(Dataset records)
Content starts
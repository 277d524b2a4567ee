//! Pipeline domain model

use crate::core::{
    config::{EnvironmentMode, ProvisionConfig},
    state::{ExecutionStatus, PipelineState, StepState},
    step::{Step, StepAction},
};
use crate::probe::{StubPolicy, ToolSpec};
use crate::stages::{artifact, EnvironmentSpec, InstallSpec};
use std::path::PathBuf;

/// A pipeline definition: a fixed list of steps run once, in order
#[derive(Debug, Clone)]
pub struct Pipeline {
    /// Pipeline name
    pub name: String,

    /// Steps in execution order
    pub steps: Vec<Step>,

    /// Execution state
    pub state: PipelineState,
}

impl Pipeline {
    /// Create a pipeline from configuration
    ///
    /// Inputs are checked before any tool is probed, and the package manager
    /// before anything is installed or built.
    pub fn from_config(config: &ProvisionConfig) -> Self {
        let mut steps = Vec::new();

        steps.push(Step::new(
            "check-inputs",
            "Check input files",
            StepAction::RequireInputs {
                files: vec![
                    PathBuf::from(&config.app.entry_script),
                    PathBuf::from(&config.app.icon_source),
                ],
            },
        ));

        let pm = &config.package_manager;
        steps.push(Step::new(
            "detect-package-manager",
            format!("Detect {}", pm.tool),
            StepAction::RequireTool {
                tool: ToolSpec::new(&pm.tool).with_verify_args(pm.verify_args.clone()),
                hint: pm.hint.clone(),
            },
        ));

        let rt = &config.runtime;
        steps.push(Step::new(
            "ensure-runtime",
            format!("Ensure {} is installed", rt.tool),
            StepAction::EnsureTool {
                tool: ToolSpec::new(&rt.tool)
                    .with_verify_args(rt.verify_args.clone())
                    .with_policy(StubPolicy::from_lists(&rt.stub_components, &rt.stub_prefixes))
                    .with_extra_locations(config.resolved_extra_locations()),
                remedy: InstallSpec::from_config(config),
                hint: rt.hint.clone(),
            },
        ));

        steps.push(Step::new(
            "build-environment",
            format!("Build isolated environment in {}", config.environment.dir),
            StepAction::BuildEnvironment(EnvironmentSpec::from_config(config)),
        ));

        steps.extend(artifact::plan(config));

        Pipeline {
            name: config.pipeline_name().to_string(),
            steps,
            state: PipelineState::new(),
        }
    }

    /// Override how an existing environment is treated
    pub fn set_environment_mode(&mut self, mode: EnvironmentMode) {
        for step in &mut self.steps {
            if let StepAction::BuildEnvironment(spec) = &mut step.action {
                spec.mode = mode;
            }
        }
    }

    /// Get a step by ID
    pub fn step(&self, id: &str) -> Option<&Step> {
        self.steps.iter().find(|s| s.id == id)
    }

    /// Get a mutable step by ID
    pub fn step_mut(&mut self, id: &str) -> Option<&mut Step> {
        self.steps.iter_mut().find(|s| s.id == id)
    }

    /// Step IDs in execution order
    pub fn execution_order(&self) -> Vec<&str> {
        self.steps.iter().map(|s| s.id.as_str()).collect()
    }

    /// Check if every step reached a terminal state
    pub fn is_complete(&self) -> bool {
        self.steps.iter().all(|s| s.state.is_terminal())
    }

    /// Check if pipeline has failed
    pub fn has_failed(&self) -> bool {
        self.state.status == ExecutionStatus::Failed
    }

    /// Number of steps that completed
    pub fn completed_count(&self) -> usize {
        self.steps
            .iter()
            .filter(|s| matches!(s.state, StepState::Completed { .. }))
            .count()
    }

    /// Reset every step for a fresh run
    pub fn reset(&mut self) {
        for step in &mut self.steps {
            step.state = StepState::Pending;
        }
        self.state = PipelineState::new();
    }
}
Content ends
Print each line of the data exactly as it was written.

repository 277d524b2a4567ee
//! Pipeline domain model

use crate::core::{
    config::{EnvironmentMode, ProvisionConfig},
    state::{ExecutionStatus, PipelineState, StepState},
    step::{Step, StepAction},
};
use crate::probe::{StubPolicy, ToolSpec};
use crate::stages::{artifact, EnvironmentSpec, InstallSpec};
use std::path::PathBuf;

/// A pipeline definition: a fixed list of steps run once, in order
#[derive(Debug, Clone)]
pub struct Pipeline {
    /// Pipeline name
    pub name: String,

    /// Steps in execution order
    pub steps: Vec<Step>,

    /// Execution state
    pub state: PipelineState,
}

impl Pipeline {
    /// Create a pipeline from configuration
    ///
    /// Inputs are checked before any tool is probed, and the package manager
    /// before anything is installed or built.
    pub fn from_config(config: &ProvisionConfig) -> Self {
        let mut steps = Vec::new();

        steps.push(Step::new(
            "check-inputs",
            "Check input files",
            StepAction::RequireInputs {
                files: vec![
                    PathBuf::from(&config.app.entry_script),
                    PathBuf::from(&config.app.icon_source),
                ],
            },
        ));

        let pm = &config.package_manager;
        steps.push(Step::new(
            "detect-package-manager",
            format!("Detect {}", pm.tool),
            StepAction::RequireTool {
                tool: ToolSpec::new(&pm.tool).with_verify_args(pm.verify_args.clone()),
                hint: pm.hint.clone(),
            },
        ));

        let rt = &config.runtime;
        steps.push(Step::new(
            "ensure-runtime",
            format!("Ensure {} is installed", rt.tool),
            StepAction::EnsureTool {
                tool: ToolSpec::new(&rt.tool)
                    .with_verify_args(rt.verify_args.clone())
                    .with_policy(StubPolicy::from_lists(&rt.stub_components, &rt.stub_prefixes))
                    .with_extra_locations(config.resolved_extra_locations()),
                remedy: InstallSpec::from_config(config),
                hint: rt.hint.clone(),
            },
        ));

        steps.push(Step::new(
            "build-environment",
            format!("Build isolated environment in {}", config.environment.dir),
            StepAction::BuildEnvironment(EnvironmentSpec::from_config(config)),
        ));

        steps.extend(artifact::plan(config));

        Pipeline {
            name: config.pipeline_name().to_string(),
            steps,
            state: PipelineState::new(),
        }
    }

    /// Override how an existing environment is treated
    pub fn set_environment_mode(&mut self, mode: EnvironmentMode) {
        for step in &mut self.steps {
            if let StepAction::BuildEnvironment(spec) = &mut step.action {
                spec.mode = mode;
            }
        }
    }

    /// Get a step by ID
    pub fn step(&self, id: &str) -> Option<&Step> {
        self.steps.iter().find(|s| s.id == id)
    }

    /// Get a mutable step by ID
    pub fn step_mut(&mut self, id: &str) -> Option<&mut Step> {
        self.steps.iter_mut().find(|s| s.id == id)
    }

    /// Step IDs in execution order
    pub fn execution_order(&self) -> Vec<&str> {
        self.steps.iter().map(|s| s.id.as_str()).collect()
    }

    /// Check if every step reached a terminal state
    pub fn is_complete(&self) -> bool {
        self.steps.iter().all(|s| s.state.is_terminal())
    }

    /// Check if pipeline has failed
    pub fn has_failed(&self) -> bool {
        self.state.status == ExecutionStatus::Failed
    }

    /// Number of steps that completed
    pub fn completed_count(&self) -> usize {
        self.steps
            .iter()
            .filter(|s| matches!(s.state, StepState::Completed { .. }))
            .count()
    }

    /// Reset every step for a fresh run
    pub fn reset(&mut self) {
        for step in &mut self.steps {
            step.state = StepState::Pending;
        }
        self.state = PipelineState::new();
    }
}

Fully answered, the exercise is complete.